You can read all about Graph Theory on Wikipedia, but here is the short version:

A graph is a data structure consisting of objects and the relationship between those objects. A node (also called a vertex or point) is the atomic “piece” of the graph. All nodes that have a relationship with another node are connected by means of an edge (also called a link) that may contain an arbitrary amount of extra information.

Using the above example, imagine that each node represents a particular ERC-20 token. ERC-20 tokens are unique, like each node in a graph. For every two tokens that share a liquidity pool, draw an edge. From there, move around the graph (called “traversing”) to discover possible arbitrage paths between tokens by keeping track of which edges you have visited.

This will be a really clumsy example just to fit the graph above, but let’s imagine the following tokens represented by those 6 nodes:

MIM

WAVAX

USDC

SPELL

USDT

sSPELL

WAVAX is a very common token, so it has three neighbors (nodes reachable by a shared edge). There are liquidity pools for WAVAX-MIM, WAVAX-USDC, and WAVAX-USDT.

MIM, USDC, USDT, and SPELL are common as well, but less so than WAVAX. Each has two neighbors: MIM-WAVAX & MIM-USDT; USDC-WAVAX & USDC-SPELL; USDT-MIM & USDT-SPELL.

Reader favorite SPELL is also very popular with three neighbors: SPELL-sSPELL, SPELL-USDT, and SPELL-USDC.

If you were going to dream of arbitrage pathways, you would look for “paths” within the graph that started on a token that you held (starting node) and ended on a token you wanted (ending node) or returned to the same node.
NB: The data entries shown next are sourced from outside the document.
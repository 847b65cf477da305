use std::path::PathBuf;
use std::time::Instant;

use color_eyre::Result;
use ratatui::layout::Rect;
use throbber_widgets_tui::ThrobberState;

use crate::client::{ClientError, EvaluationRecord};
use crate::config::init_app_config;
use crate::geodata::{load_layers, Bounds, MapLayers};

#[derive(Debug, PartialEq, Eq, Clone, Copy)]
pub enum AppScreen {
    Intro,
    Map,
}

/// The single active selection. At most one feature is selected at a
/// time; selecting another feature replaces this without prompting.
#[derive(Debug, Clone, PartialEq, Eq)]
pub struct SelectedFeature {
    pub name: String,
    pub id: String,
}

/// A side effect requested by a state transition. Handlers stay pure;
/// the event loop owns the actual network dispatch.
#[derive(Debug, Clone, PartialEq, Eq)]
pub enum Effect {
    FetchEvaluations { token: u64, green_id: String },
    SubmitEvaluation {
        token: u64,
        green_id: String,
        comment: String,
    },
}

/// Completion of a dispatched effect, tagged with the selection token it
/// was issued under.
#[derive(Debug)]
pub enum NetEvent {
    EvaluationsFetched {
        token: u64,
        result: Result<Vec<EvaluationRecord>, ClientError>,
    },
    SubmitFinished {
        token: u64,
        result: Result<(), ClientError>,
    },
}

/// Visible longitude/latitude window of the map canvas.
#[derive(Debug, Clone, Copy)]
pub struct Viewport {
    pub min_lon: f64,
    pub min_lat: f64,
    pub max_lon: f64,
    pub max_lat: f64,
}

impl Viewport {
    pub fn from_bounds(bounds: &Bounds) -> Self {
        let pad_lon = (bounds.max_lon - bounds.min_lon).max(0.001) * 0.05;
        let pad_lat = (bounds.max_lat - bounds.min_lat).max(0.001) * 0.05;
        Self {
            min_lon: bounds.min_lon - pad_lon,
            min_lat: bounds.min_lat - pad_lat,
            max_lon: bounds.max_lon + pad_lon,
            max_lat: bounds.max_lat + pad_lat,
        }
    }

    pub fn lon_span(&self) -> f64 {
        self.max_lon - self.min_lon
    }

    pub fn lat_span(&self) -> f64 {
        self.max_lat - self.min_lat
    }

    /// Maps a terminal cell inside `area` back to geographic coordinates.
    /// Row 0 of the area is the viewport's northern edge.
    pub fn cell_to_lonlat(&self, area: Rect, column: u16, row: u16) -> Option<(f64, f64)> {
        if area.width == 0 || area.height == 0 {
            return None;
        }
        if column < area.x
            || row < area.y
            || column >= area.x + area.width
            || row >= area.y + area.height
        {
            return None;
        }
        let fx = (f64::from(column - area.x) + 0.5) / f64::from(area.width);
        let fy = (f64::from(row - area.y) + 0.5) / f64::from(area.height);
        let lon = self.lon_span().mul_add(fx, self.min_lon);
        let lat = self.lat_span().mul_add(-fy, self.max_lat);
        Some((lon, lat))
    }

    /// Pans by a fraction of the visible span.
    pub fn pan(&mut self, dx: f64, dy: f64) {
        let shift_lon = self.lon_span() * dx;
        let shift_lat = self.lat_span() * dy;
        self.min_lon += shift_lon;
        self.max_lon += shift_lon;
        self.min_lat += shift_lat;
        self.max_lat += shift_lat;
    }

    /// Zooms around the viewport center; factors below 1 zoom in.
    pub fn zoom(&mut self, factor: f64) {
        let center_lon = (self.min_lon + self.max_lon) / 2.0;
        let center_lat = (self.min_lat + self.max_lat) / 2.0;
        let half_lon = self.lon_span() / 2.0 * factor;
        let half_lat = self.lat_span() / 2.0 * factor;
        self.min_lon = center_lon - half_lon;
        self.max_lon = center_lon + half_lon;
        self.min_lat = center_lat - half_lat;
        self.max_lat = center_lat + half_lat;
    }
}

#[derive(Debug)]
pub struct App {
    pub running: bool,
    pub screen: AppScreen,
    pub intro_scroll: u16,
    pub layers: Option<MapLayers>,
    pub viewport: Viewport,
    pub data_dir: PathBuf,
    pub server_url: String,
    /// Greenspace under the pointer; restyled while hovered, restored to
    /// its own base style on leave. Never affects selection.
    pub hovered: Option<usize>,
    pub hovered_ndvi: Option<f64>,
    /// Keyboard focus for Tab cycling.
    pub focused: Option<usize>,
    pub selected: Option<SelectedFeature>,
    /// Bumped on every selection change and dismissal; responses carrying
    /// an older token are discarded.
    pub selection_token: u64,
    pub evaluations: Vec<EvaluationRecord>,
    pub evaluations_loading: bool,
    pub draft: String,
    pub submitting: bool,
    pub status_message: String,
    pub show_help: bool,
    pub animation_counter: f64,
    pub last_frame: Instant,
    pub throbber: ThrobberState,
}

impl App {
    pub fn new() -> Self {
        Self {
            running: true,
            screen: AppScreen::Intro,
            intro_scroll: 0,
            layers: None,
            viewport: Viewport::from_bounds(&Bounds::fallback()),
            data_dir: PathBuf::from("./data"),
            server_url: "http://localhost:3001".to_string(),
            hovered: None,
            hovered_ndvi: None,
            focused: None,
            selected: None,
            selection_token: 0,
            evaluations: Vec::new(),
            evaluations_loading: false,
            draft: String::new(),
            submitting: false,
            status_message: String::new(),
            show_help: false,
            animation_counter: 0.0,
            last_frame: Instant::now(),
            throbber: ThrobberState::default(),
        }
    }

    /// Reads configuration and loads the three GeoJSON layers.
    pub fn initialize(&mut self) -> Result<()> {
        let config = init_app_config();
        self.data_dir = config.data_dir;
        self.server_url = config.server_url;

        let layers = load_layers(&self.data_dir)?;
        self.viewport = Viewport::from_bounds(&layers.bounds);
        self.status_message = format!(
            "Loaded {} greenspaces, {} roads, {} NDVI samples",
            layers.greenspaces.len(),
            layers.roads.len(),
            layers.points.len()
        );
        self.layers = Some(layers);
        Ok(())
    }

    pub fn update(&mut self) {
        let now = Instant::now();
        let delta = now.duration_since(self.last_frame);
        self.last_frame = now;

        // Update animation counter (cycles between 0 and 2*PI)
        self.animation_counter += delta.as_secs_f64() * 2.0;
        if self.animation_counter > 2.0 * std::f64::consts::PI {
            self.animation_counter -= 2.0 * std::f64::consts::PI;
        }

        if self.evaluations_loading || self.submitting {
            self.throbber.calc_next();
        }
    }

    pub fn greenspace_count(&self) -> usize {
        self.layers.as_ref().map_or(0, |l| l.greenspaces.len())
    }

    /// Hover state transition; leaving a feature simply drops the index,
    /// the renderer falls back to each feature's own base style.
    pub fn update_hover(&mut self, hit: Option<usize>) {
        self.hovered = hit;
    }

    pub fn focus_next(&mut self) {
        let count = self.greenspace_count();
        if count == 0 {
            return;
        }
        self.focused = Some(self.focused.map_or(0, |i| (i + 1) % count));
    }

    pub fn focus_prev(&mut self) {
        let count = self.greenspace_count();
        if count == 0 {
            return;
        }
        self.focused = Some(self.focused.map_or(count - 1, |i| (i + count - 1) % count));
    }

    pub fn scroll_intro(&mut self, delta: i32, max: u16) {
        let current = i32::from(self.intro_scroll);
        let next = (current + delta).clamp(0, i32::from(max));
        #[allow(clippy::cast_sign_loss, clippy::cast_possible_truncation)]
        {
            self.intro_scroll = next as u16;
        }
    }

    /// Selects a greenspace by layer index, replacing any prior selection.
    ///
    /// Re-selecting the current feature is a no-op so a double click never
    /// duplicates the fetch. A distinct selection bumps the token exactly
    /// once and requests one evaluations fetch.
    pub fn select_greenspace(&mut self, index: usize) -> Option<Effect> {
        let greenspace = self.layers.as_ref()?.greenspaces.get(index)?;
        let name = greenspace.label();
        let id = greenspace.id.clone();

        if self.selected.as_ref().is_some_and(|s| s.id == id) {
            return None;
        }

        self.selected = Some(SelectedFeature {
            name,
            id: id.clone(),
        });
        self.focused = Some(index);
        self.selection_token += 1;
        self.evaluations.clear();
        self.evaluations_loading = true;
        self.draft.clear();
        self.status_message.clear();

        Some(Effect::FetchEvaluations {
            token: self.selection_token,
            green_id: id,
        })
    }

    /// Explicit dismissal: the only way selection is cleared. Clears the
    /// displayed list and the pending draft, and invalidates in-flight
    /// responses by bumping the token.
    pub fn dismiss_selection(&mut self) {
        self.selected = None;
        self.selection_token += 1;
        self.evaluations.clear();
        self.evaluations_loading = false;
        self.draft.clear();
        self.submitting = false;
    }

    /// Submit is enabled only with a selection and a draft that survives
    /// trimming; the trimmed text is what goes on the wire.
    pub fn submit_draft(&mut self) -> Option<Effect> {
        if self.submitting {
            return None;
        }
        let selected = self.selected.as_ref()?;
        let comment = self.draft.trim();
        if comment.is_empty() {
            return None;
        }
        self.submitting = true;
        Some(Effect::SubmitEvaluation {
            token: self.selection_token,
            green_id: selected.id.clone(),
            comment: comment.to_string(),
        })
    }

    /// Applies a completed network operation. Responses whose token no
    /// longer matches the current selection are discarded so a superseded
    /// fetch can never overwrite the newer feature's panel.
    pub fn apply_net_event(&mut self, event: NetEvent) -> Option<Effect> {
        match event {
            NetEvent::EvaluationsFetched { token, result } => {
                if token != self.selection_token {
                    return None;
                }
                self.evaluations_loading = false;
                match result {
                    Ok(list) => self.evaluations = list,
                    Err(e) => {
                        self.status_message = format!("Error: failed to load evaluations: {e}");
                    }
                }
                None
            }
            NetEvent::SubmitFinished { token, result } => {
                self.submitting = false;
                if token != self.selection_token {
                    return None;
                }
                match result {
                    Ok(()) => {
                        // Append-then-refresh: re-fetch rather than insert locally.
                        self.draft.clear();
                        self.status_message = "Evaluation submitted".to_string();
                        let selected = self.selected.as_ref()?;
                        self.evaluations_loading = true;
                        Some(Effect::FetchEvaluations {
                            token,
                            green_id: selected.id.clone(),
                        })
                    }
                    Err(e) => {
                        // Draft stays intact so the user can retry.
                        self.status_message = format!("Error: submit failed: {e}");
                        None
                    }
                }
            }
        }
    }
}
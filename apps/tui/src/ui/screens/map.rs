use ratatui::{
    layout::{Alignment, Constraint, Direction, Layout, Margin, Rect},
    style::{Color, Modifier, Style},
    text::{Line as TextLine, Span, Text},
    widgets::{Block, Borders, Paragraph, Wrap},
    Frame,
};

use crate::app::App;
use crate::ui::widgets::{legend, map_canvas, panel};

/// Width of the evaluation panel column when a feature is selected.
const PANEL_WIDTH: u16 = 38;

/// Screen regions for the map view. Input handlers rebuild this from the
/// terminal size so mouse hit-testing matches what was drawn.
#[derive(Debug, Clone, Copy)]
pub struct MapLayout {
    pub map: Rect,
    pub legend: Rect,
    pub panel: Option<Rect>,
    pub status: Rect,
    pub shortcuts: Rect,
}

impl MapLayout {
    /// Canvas area inside the map block's borders; the region mouse
    /// coordinates are projected from.
    pub fn map_inner(&self) -> Rect {
        Rect {
            x: self.map.x.saturating_add(1),
            y: self.map.y.saturating_add(1),
            width: self.map.width.saturating_sub(2),
            height: self.map.height.saturating_sub(2),
        }
    }
}

pub fn layout(area: Rect, panel_open: bool) -> MapLayout {
    let rows = Layout::default()
        .direction(Direction::Vertical)
        .constraints([
            Constraint::Min(8),
            Constraint::Length(3),
            Constraint::Length(1),
        ])
        .split(area);

    let (content, panel) = if panel_open {
        let columns = Layout::default()
            .direction(Direction::Horizontal)
            .constraints([Constraint::Min(20), Constraint::Length(PANEL_WIDTH)])
            .split(rows[0]);
        (columns[0], Some(columns[1]))
    } else {
        (rows[0], None)
    };

    let left = Layout::default()
        .direction(Direction::Vertical)
        .constraints([Constraint::Min(5), Constraint::Length(3)])
        .split(content);

    MapLayout {
        map: left[0],
        legend: left[1],
        panel,
        status: rows[1],
        shortcuts: rows[2],
    }
}

pub fn render_map(app: &App, f: &mut Frame<'_>) {
    if app.show_help {
        render_help(f, f.area().inner(Margin::new(2, 1)));
        return;
    }

    let regions = layout(f.area(), app.selected.is_some());

    map_canvas::render_map_canvas(app, f, regions.map);
    legend::render_legend(f, regions.legend);
    if let Some(panel_area) = regions.panel {
        panel::render_panel(app, f, panel_area);
    }
    render_status(app, f, regions.status);
    render_shortcuts(app, f, regions.shortcuts);
}

fn render_status(app: &App, f: &mut Frame<'_>, area: Rect) {
    let status_block = Block::default()
        .title(" Status ")
        .title_style(Style::default().fg(Color::Yellow))
        .borders(Borders::ALL)
        .border_style(Style::default().fg(Color::Yellow));

    let status_text = if app.status_message.is_empty() {
        hover_readout(app)
    } else {
        let style = if app.status_message.starts_with("Error") {
            Style::default().fg(Color::Red)
        } else {
            Style::default().fg(Color::Green)
        };
        Text::from(Span::styled(&app.status_message, style))
    };

    let paragraph = Paragraph::new(status_text)
        .block(status_block)
        .wrap(Wrap { trim: true });
    f.render_widget(paragraph, area);
}

/// With no pending notification the status line doubles as the tooltip:
/// hovered greenspace name and nearby NDVI reading.
fn hover_readout(app: &App) -> Text<'static> {
    let mut spans = Vec::new();

    if let Some(greenspace) = app
        .hovered
        .and_then(|i| app.layers.as_ref()?.greenspaces.get(i))
    {
        spans.push(Span::styled(
            greenspace.label(),
            Style::default()
                .fg(Color::Green)
                .add_modifier(Modifier::BOLD),
        ));
    }

    if let Some(value) = app.hovered_ndvi {
        if !spans.is_empty() {
            spans.push(Span::raw("   "));
        }
        spans.push(Span::styled(
            format!("NDVI: {value:.2}"),
            Style::default().fg(Color::White),
        ));
    }

    if spans.is_empty() {
        Text::from(Span::styled(
            "Hover a greenspace, or Tab + Enter to select one",
            Style::default().fg(Color::DarkGray),
        ))
    } else {
        Text::from(TextLine::from(spans))
    }
}

fn render_shortcuts(app: &App, f: &mut Frame<'_>, area: Rect) {
    let key_style = Style::default()
        .fg(Color::Yellow)
        .add_modifier(Modifier::BOLD);
    let label_style = Style::default().fg(Color::Gray);

    let shortcuts = if app.selected.is_some() {
        TextLine::from(vec![
            Span::styled("Type", key_style),
            Span::styled(": Draft | ", label_style),
            Span::styled("Enter", key_style),
            Span::styled(": Submit | ", label_style),
            Span::styled("Esc", key_style),
            Span::styled(": Close panel | ", label_style),
            Span::styled("Tab", key_style),
            Span::styled(": Next greenspace", label_style),
        ])
    } else {
        TextLine::from(vec![
            Span::styled("Click/Enter", key_style),
            Span::styled(": Select | ", label_style),
            Span::styled("Tab", key_style),
            Span::styled(": Cycle | ", label_style),
            Span::styled("Arrows", key_style),
            Span::styled(": Pan | ", label_style),
            Span::styled("+/-", key_style),
            Span::styled(": Zoom | ", label_style),
            Span::styled("?", key_style),
            Span::styled(": Help | ", label_style),
            Span::styled("q", key_style),
            Span::styled(": Quit", label_style),
        ])
    };

    f.render_widget(Paragraph::new(shortcuts).alignment(Alignment::Center), area);
}

pub fn render_help(f: &mut Frame<'_>, area: Rect) {
    let help_block = Block::default()
        .title("== Help & Keyboard Shortcuts ==")
        .title_style(
            Style::default()
                .fg(Color::Yellow)
                .add_modifier(Modifier::BOLD),
        )
        .borders(Borders::ALL)
        .border_style(Style::default().fg(Color::Yellow));

    let key = |k: &'static str, desc: &'static str| {
        TextLine::from(vec![
            Span::styled(
                format!("  {k}"),
                Style::default()
                    .fg(Color::Yellow)
                    .add_modifier(Modifier::BOLD),
            ),
            Span::styled(format!(" - {desc}"), Style::default()),
        ])
    };

    let help_text = vec![
        TextLine::from(Span::styled(
            "Greenmap Viewer",
            Style::default()
                .fg(Color::Green)
                .add_modifier(Modifier::BOLD),
        )),
        TextLine::from(""),
        TextLine::from("Explore greenspaces and NDVI samples, and attach evaluations to any greenspace."),
        TextLine::from(""),
        TextLine::from(Span::styled(
            "Map:",
            Style::default().add_modifier(Modifier::BOLD),
        )),
        key("Mouse move", "Hover / highlight greenspaces"),
        key("Left click", "Select the greenspace under the cursor"),
        key("Tab / Shift-Tab", "Cycle keyboard focus through greenspaces"),
        key("Enter", "Select the focused greenspace"),
        key("Arrow keys", "Pan the viewport"),
        key("+ / -", "Zoom in / out (mouse wheel works too)"),
        key("i", "Back to the intro screen"),
        TextLine::from(""),
        TextLine::from(Span::styled(
            "Evaluation panel (open while a greenspace is selected):",
            Style::default().add_modifier(Modifier::BOLD),
        )),
        key("Printable keys", "Type the evaluation draft"),
        key("Enter", "Submit (needs non-blank text)"),
        key("Esc", "Dismiss notification, then close the panel"),
        TextLine::from(""),
        TextLine::from(Span::styled(
            "Press Esc to close this help screen",
            Style::default().fg(Color::Yellow),
        )),
    ];

    let help_paragraph = Paragraph::new(Text::from(help_text))
        .block(help_block)
        .wrap(Wrap { trim: true });

    f.render_widget(help_paragraph, area);
}
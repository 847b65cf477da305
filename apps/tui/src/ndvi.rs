//! NDVI color ramp.
//!
//! Maps a normalized vegetation index in `[0, 1]` onto a brown-to-green
//! gradient built from three affine segments. The ramp is anchored at
//! dark brown (bare soil), light brown, yellow-green and dark green
//! (dense canopy).

/// A 24-bit RGB color.
#[derive(Debug, Clone, Copy, PartialEq, Eq)]
pub struct Rgb {
    pub r: u8,
    pub g: u8,
    pub b: u8,
}

impl Rgb {
    pub const fn new(r: u8, g: u8, b: u8) -> Self {
        Self { r, g, b }
    }
}

impl From<Rgb> for ratatui::style::Color {
    fn from(color: Rgb) -> Self {
        Self::Rgb(color.r, color.g, color.b)
    }
}

const DARK_BROWN: Rgb = Rgb::new(139, 69, 19);
const LIGHT_BROWN: Rgb = Rgb::new(205, 133, 63);
const YELLOW_GREEN: Rgb = Rgb::new(154, 205, 50);
const DARK_GREEN: Rgb = Rgb::new(34, 139, 34);

/// Maps an NDVI value to its ramp color.
///
/// Values outside `[0, 1]` are clamped before mapping. Segment boundaries
/// belong to the upper segment: 0.3 is the start of the light-brown to
/// yellow-green segment, 0.6 the start of the yellow-green to dark-green
/// segment.
pub fn color_for(value: f64) -> Rgb {
    let value = if value.is_nan() {
        0.0
    } else {
        value.clamp(0.0, 1.0)
    };

    if value < 0.3 {
        blend(DARK_BROWN, LIGHT_BROWN, value / 0.3)
    } else if value < 0.6 {
        blend(LIGHT_BROWN, YELLOW_GREEN, (value - 0.3) / 0.3)
    } else {
        blend(YELLOW_GREEN, DARK_GREEN, (value - 0.6) / 0.4)
    }
}

fn blend(start: Rgb, end: Rgb, t: f64) -> Rgb {
    Rgb::new(
        blend_channel(start.r, end.r, t),
        blend_channel(start.g, end.g, t),
        blend_channel(start.b, end.b, t),
    )
}

#[allow(clippy::cast_possible_truncation, clippy::cast_sign_loss)]
fn blend_channel(start: u8, end: u8, t: f64) -> u8 {
    f64::from(end)
        .mul_add(t, f64::from(start) * (1.0 - t))
        .round() as u8
}

#[cfg(test)]
mod tests {
    use super::*;

    #[test]
    fn anchors_are_exact() {
        assert_eq!(color_for(0.0), Rgb::new(139, 69, 19));
        assert_eq!(color_for(1.0), Rgb::new(34, 139, 34));
    }

    #[test]
    fn boundaries_fall_into_upper_segment() {
        // 0.3 is the middle segment's t = 0, not the first segment's t = 1.
        assert_eq!(color_for(0.3), Rgb::new(205, 133, 63));
        assert_eq!(color_for(0.6), Rgb::new(154, 205, 50));
    }

    #[test]
    fn first_segment_blends_between_browns() {
        assert_eq!(color_for(0.15), Rgb::new(172, 101, 41));
    }

    #[test]
    fn middle_segment_blends_toward_yellow_green() {
        assert_eq!(color_for(0.45), Rgb::new(180, 169, 57));
    }

    #[test]
    fn final_segment_blends_toward_dark_green() {
        assert_eq!(color_for(0.8), Rgb::new(94, 172, 42));
    }

    #[test]
    fn out_of_range_values_clamp() {
        assert_eq!(color_for(-0.5), color_for(0.0));
        assert_eq!(color_for(1.7), color_for(1.0));
        assert_eq!(color_for(f64::NAN), color_for(0.0));
    }
}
Let’s visualize a simple triangular arbitrage: start with some quantity of WAVAX (node #2), swap WAVAX for MIM (node #1), swap MIM for USDT (node #5), then swap MIM back to WAVAX (returning to node #2).

Ideally I’ve made some money doing this, but that’s not why I’m building the graph. I want to use it to identify all possible pathways, then let my bot determine whether that pathway is profitable. Recall that I’ve already solved that problem using SciPy.

## NetworkX

Enter the humble NetworkX Python module, a set of functions and algorithms designed to make analyzing graph simple.

I am going to present examples of how to use NetworkX to build and pull data from token/LP graph, then design a way to use that CSV data to identify real arbitrage pathways on Avalanche.